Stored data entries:
--------------------------------------------------

//! Domain models: orders, carts, SKUs, and shipping snapshots.

pub mod cart;
pub mod order;
pub mod shipping;
pub mod sku;

pub use cart::{Cart, CartGroup, CartItem, GroupId};
pub use order::{Order, OrderItem, PaymentOutcome, StateError};
pub use shipping::{Address, AddressPart, Shipping};
pub use sku::{Inventory, Sku, Stock};
//! Status enums for orders, line items, inventory, and operators.

use serde::{Deserialize, Serialize};

/// Kind of purchasable referenced by an order line.
#[derive(Debug, Clone, Copy, PartialEq, Eq, Hash, Serialize, Deserialize, Default)]
#[serde(rename_all = "snake_case")]
pub enum OrderItemType {
    /// A concrete product variant.
    #[default]
    Sku,
    /// A recurring plan (billing handled outside this core).
    Plan,
}

/// Per-line fulfilment status on an order.
#[derive(Debug, Clone, Copy, PartialEq, Eq, Hash, Serialize, Deserialize, Default)]
#[serde(rename_all = "snake_case")]
pub enum OrderItemStatus {
    #[default]
    None,
    Fulfilled,
    Canceled,
}

/// Order delivery status, driven by fulfilment.
#[derive(Debug, Clone, Copy, PartialEq, Eq, Hash, Serialize, Deserialize, Default)]
#[serde(rename_all = "snake_case")]
pub enum DeliveryStatus {
    #[default]
    None,
    Pending,
    InTransit,
    Delivered,
}

/// Order payment status, set once by payment confirmation.
///
/// A refund never rewrites this field; refunds are tracked by
/// [`RefundStatus`].
#[derive(Debug, Clone, Copy, PartialEq, Eq, Hash, Serialize, Deserialize, Default)]
#[serde(rename_all = "snake_case")]
pub enum PaymentStatus {
    #[default]
    None,
    Succeeded,
    Failed,
}

/// Order refund status. Terminal once `Succeeded`.
#[derive(Debug, Clone, Copy, PartialEq, Eq, Hash, Serialize, Deserialize, Default)]
#[serde(rename_all = "snake_case")]
pub enum RefundStatus {
    #[default]
    None,
    Succeeded,
    Failed,
}

/// How a SKU's stock is tracked.
#[derive(Debug, Clone, Copy, PartialEq, Eq, Hash, Serialize, Deserialize, Default)]
#[serde(rename_all = "snake_case")]
pub enum InventoryKind {
    /// Stock counted by child stock records; publication is gated on the sum.
    #[default]
    Finite,
    /// Never runs out (e.g. digital goods).
    Infinite,
}

/// Provider operator role with different permission levels.
#[derive(Debug, Clone, Copy, PartialEq, Eq, Hash, Serialize, Deserialize)]
#[serde(rename_all = "snake_case")]
pub enum OperatorRole {
    /// Full access to the provider's store, including refunds.
    Admin,
    /// Day-to-day order management, including refunds.
    Operator,
    /// Read-only access to store data.
    Viewer,
}

impl OperatorRole {
    /// Whether this role may mutate orders (fulfil, refund).
    #[must_use]
    pub const fn can_manage_orders(self) -> bool {
        matches!(self, Self::Admin | Self::Operator)
    }
}

impl std::fmt::Display for OperatorRole {
    fn fmt(&self, f: &mut std::fmt::Formatter<'_>) -> std::fmt::Result {
        match self {
            Self::Admin => write!(f, "admin"),
            Self::Operator => write!(f, "operator"),
            Self::Viewer => write!(f, "viewer"),
        }
    }
}

impl std::str::FromStr for OperatorRole {
    type Err = String;

    fn from_str(s: &str) -> Result<Self, Self::Err> {
        match s {
            "admin" => Ok(Self::Admin),
            "operator" => Ok(Self::Operator),
            "viewer" => Ok(Self::Viewer),
            _ => Err(format!("invalid operator role: {s}")),
        }
    }
}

--------------------------------------------------

#### Exercise objective
Gather from the entries above all lines that include the string "fulfilment".

#### Final answer
/// Per-line fulfilment status on an order.
/// Order delivery status, driven by fulfilment.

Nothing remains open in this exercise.